■ **Work to be completed**:
Transcribe the data in full, keeping each line exactly as it appears.

[Saved data entries]

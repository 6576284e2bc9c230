//! mqtt-event-client entry point
//!
//! `consume` registers the user-registration handler and runs until
//! interrupted. `produce` publishes a single registration event.

use clap::{Parser, Subcommand};
use mqtt_event_client::client::MessagingClient;
use mqtt_event_client::config::ClientConfig;
use mqtt_event_client::error::MessagingError;
use mqtt_event_client::handlers::UserRegistrationHandler;
use mqtt_event_client::observability::init_default_logging;
use mqtt_event_client::protocol::{QoS, UserRegistrationEvent, USER_REGISTRATION_TOPIC};
use mqtt_event_client::storage::InMemoryStorage;
use mqtt_event_client::transport::MqttTransport;
use std::path::PathBuf;
use std::process;
use std::sync::Arc;
use tokio::signal;
use tracing::{error, info, warn};

/// MQTT event client
#[derive(Parser)]
#[command(name = "mqtt-event-client")]
#[command(about = "Publish and consume user registration events over MQTT")]
#[command(version)]
struct Cli {
    /// Optional TOML tuning file; broker credentials always come from the environment
    #[arg(short, long, value_name = "FILE")]
    config: Option<PathBuf>,

    #[command(subcommand)]
    command: Commands,
}

#[derive(Subcommand)]
enum Commands {
    /// Subscribe to user registrations and store them until interrupted
    Consume {
        /// Subscription QoS (0, 1 or 2)
        #[arg(long, default_value_t = 0)]
        qos: u8,
    },
    /// Publish one user registration event
    Produce {
        #[arg(long, default_value = "Andrew Roberts")]
        name: String,
        #[arg(long, default_value = "blah@gmail.com")]
        email: String,
        #[arg(long, default_value = "000-000-0000")]
        phone: String,
        /// Publish QoS (0, 1 or 2)
        #[arg(long, default_value_t = 0)]
        qos: u8,
    },
}

#[tokio::main]
async fn main() {
    let cli = Cli::parse();

    if let Err(e) = dotenvy::dotenv() {
        if !e.not_found() {
            eprintln!("Ignoring unreadable .env file: {e}");
        }
    }

    init_default_logging();

    info!("Starting mqtt-event-client v{}", env!("CARGO_PKG_VERSION"));

    let config = match ClientConfig::load(cli.config.as_deref()) {
        Ok(config) => config,
        Err(e) => {
            error!("Failed to load configuration: {}", e);
            process::exit(1);
        }
    };

    let result = match cli.command {
        Commands::Consume { qos } => run_consumer(&config, qos).await,
        Commands::Produce {
            name,
            email,
            phone,
            qos,
        } => run_producer(&config, name, email, phone, qos).await,
    };

    if let Err(e) = result {
        error!("Command failed: {}", e);
        process::exit(1);
    }

    info!("Application shutdown complete");
}

async fn run_consumer(config: &ClientConfig, qos: u8) -> Result<(), Box<dyn std::error::Error>> {
    let qos = QoS::try_from(qos)?;
    let client = MessagingClient::from_config(config);

    let storage = Arc::new(InMemoryStorage::new());
    client
        .subscribe::<UserRegistrationEvent, _>(
            USER_REGISTRATION_TOPIC,
            qos,
            UserRegistrationHandler::new(Arc::clone(&storage)),
        )
        .await?;
    client.connect().await?;

    let mut sigint = signal::unix::signal(signal::unix::SignalKind::interrupt())?;
    let mut sigterm = signal::unix::signal(signal::unix::SignalKind::terminate())?;

    info!(topic = USER_REGISTRATION_TOPIC, qos = %qos, "Consumer running");

    let fatal = tokio::select! {
        _ = sigint.recv() => {
            info!("Received SIGINT, shutting down gracefully...");
            None
        }
        _ = sigterm.recv() => {
            info!("Received SIGTERM, shutting down gracefully...");
            None
        }
        lost = wait_for_connection_lost(&client) => {
            error!("MQTT connection permanently lost: {}", lost);
            Some(lost)
        }
    };

    if let Some(health) = client.transport().link_health() {
        info!(
            state = ?health.state,
            reconnects = health.reconnect_count,
            uptime_secs = health.uptime.map(|uptime| uptime.as_secs()),
            "Broker link before shutdown"
        );
    }

    if let Err(e) = client.shutdown().await {
        warn!("Error during shutdown: {}", e);
    }

    let stats = client.stats();
    info!(
        received = stats.received,
        handled = stats.handled,
        failures = stats.handler_failures,
        users = storage.user_count().await,
        "Consumer stopped"
    );

    match fatal {
        Some(e) => Err(e.into()),
        None => Ok(()),
    }
}

async fn run_producer(
    config: &ClientConfig,
    name: String,
    email: String,
    phone: String,
    qos: u8,
) -> Result<(), Box<dyn std::error::Error>> {
    let qos = QoS::try_from(qos)?;
    let event = UserRegistrationEvent::new(name, email, phone)?;

    let client = MessagingClient::from_config(config);
    client.connect().await?;

    let published = client.publish(USER_REGISTRATION_TOPIC, &event, qos).await;
    if let Err(e) = client.shutdown().await {
        warn!("Error during shutdown: {}", e);
    }
    published?;

    info!(topic = USER_REGISTRATION_TOPIC, email = %event.email(), "Published user registration");
    Ok(())
}

/// Resolve when the transport gives up reconnecting
async fn wait_for_connection_lost(client: &MessagingClient<MqttTransport>) -> MessagingError {
    match client.take_connection_lost() {
        Some(receiver) => match receiver.await {
            Ok(e) => e,
            Err(_) => std::future::pending().await,
        },
        None => std::future::pending().await,
    }
}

■ **Exercise result**:
repository 6576284e2bc9c230
//! mqtt-event-client entry point
//!
//! `consume` registers the user-registration handler and runs until
//! interrupted. `produce` publishes a single registration event.

use clap::{Parser, Subcommand};
use mqtt_event_client::client::MessagingClient;
use mqtt_event_client::config::ClientConfig;
use mqtt_event_client::error::MessagingError;
use mqtt_event_client::handlers::UserRegistrationHandler;
use mqtt_event_client::observability::init_default_logging;
use mqtt_event_client::protocol::{QoS, UserRegistrationEvent, USER_REGISTRATION_TOPIC};
use mqtt_event_client::storage::InMemoryStorage;
use mqtt_event_client::transport::MqttTransport;
use std::path::PathBuf;
use std::process;
use std::sync::Arc;
use tokio::signal;
use tracing::{error, info, warn};

/// MQTT event client
#[derive(Parser)]
#[command(name = "mqtt-event-client")]
#[command(about = "Publish and consume user registration events over MQTT")]
#[command(version)]
struct Cli {
    /// Optional TOML tuning file; broker credentials always come from the environment
    #[arg(short, long, value_name = "FILE")]
    config: Option<PathBuf>,

    #[command(subcommand)]
    command: Commands,
}

#[derive(Subcommand)]
enum Commands {
    /// Subscribe to user registrations and store them until interrupted
    Consume {
        /// Subscription QoS (0, 1 or 2)
        #[arg(long, default_value_t = 0)]
        qos: u8,
    },
    /// Publish one user registration event
    Produce {
        #[arg(long, default_value = "Andrew Roberts")]
        name: String,
        #[arg(long, default_value = "blah@gmail.com")]
        email: String,
        #[arg(long, default_value = "000-000-0000")]
        phone: String,
        /// Publish QoS (0, 1 or 2)
        #[arg(long, default_value_t = 0)]
        qos: u8,
    },
}

#[tokio::main]
async fn main() {
    let cli = Cli::parse();

    if let Err(e) = dotenvy::dotenv() {
        if !e.not_found() {
            eprintln!("Ignoring unreadable .env file: {e}");
        }
    }

    init_default_logging();

    info!("Starting mqtt-event-client v{}", env!("CARGO_PKG_VERSION"));

    let config = match ClientConfig::load(cli.config.as_deref()) {
        Ok(config) => config,
        Err(e) => {
            error!("Failed to load configuration: {}", e);
            process::exit(1);
        }
    };

    let result = match cli.command {
        Commands::Consume { qos } => run_consumer(&config, qos).await,
        Commands::Produce {
            name,
            email,
            phone,
            qos,
        } => run_producer(&config, name, email, phone, qos).await,
    };

    if let Err(e) = result {
        error!("Command failed: {}", e);
        process::exit(1);
    }

    info!("Application shutdown complete");
}

async fn run_consumer(config: &ClientConfig, qos: u8) -> Result<(), Box<dyn std::error::Error>> {
    let qos = QoS::try_from(qos)?;
    let client = MessagingClient::from_config(config);

    let storage = Arc::new(InMemoryStorage::new());
    client
        .subscribe::<UserRegistrationEvent, _>(
            USER_REGISTRATION_TOPIC,
            qos,
            UserRegistrationHandler::new(Arc::clone(&storage)),
        )
        .await?;
    client.connect().await?;

    let mut sigint = signal::unix::signal(signal::unix::SignalKind::interrupt())?;
    let mut sigterm = signal::unix::signal(signal::unix::SignalKind::terminate())?;

    info!(topic = USER_REGISTRATION_TOPIC, qos = %qos, "Consumer running");

    let fatal = tokio::select! {
        _ = sigint.recv() => {
            info!("Received SIGINT, shutting down gracefully...");
            None
        }
        _ = sigterm.recv() => {
            info!("Received SIGTERM, shutting down gracefully...");
            None
        }
        lost = wait_for_connection_lost(&client) => {
            error!("MQTT connection permanently lost: {}", lost);
            Some(lost)
        }
    };

    if let Some(health) = client.transport().link_health() {
        info!(
            state = ?health.state,
            reconnects = health.reconnect_count,
            uptime_secs = health.uptime.map(|uptime| uptime.as_secs()),
            "Broker link before shutdown"
        );
    }

    if let Err(e) = client.shutdown().await {
        warn!("Error during shutdown: {}", e);
    }

    let stats = client.stats();
    info!(
        received = stats.received,
        handled = stats.handled,
        failures = stats.handler_failures,
        users = storage.user_count().await,
        "Consumer stopped"
    );

    match fatal {
        Some(e) => Err(e.into()),
        None => Ok(()),
    }
}

async fn run_producer(
    config: &ClientConfig,
    name: String,
    email: String,
    phone: String,
    qos: u8,
) -> Result<(), Box<dyn std::error::Error>> {
    let qos = QoS::try_from(qos)?;
    let event = UserRegistrationEvent::new(name, email, phone)?;

    let client = MessagingClient::from_config(config);
    client.connect().await?;

    let published = client.publish(USER_REGISTRATION_TOPIC, &event, qos).await;
    if let Err(e) = client.shutdown().await {
        warn!("Error during shutdown: {}", e);
    }
    published?;

    info!(topic = USER_REGISTRATION_TOPIC, email = %event.email(), "Published user registration");
    Ok(())
}

/// Resolve when the transport gives up reconnecting
async fn wait_for_connection_lost(client: &MessagingClient<MqttTransport>) -> MessagingError {
    match client.take_connection_lost() {
        Some(receiver) => match receiver.await {
            Ok(e) => e,
            Err(_) => std::future::pending().await,
        },
        None => std::future::pending().await,
    }
}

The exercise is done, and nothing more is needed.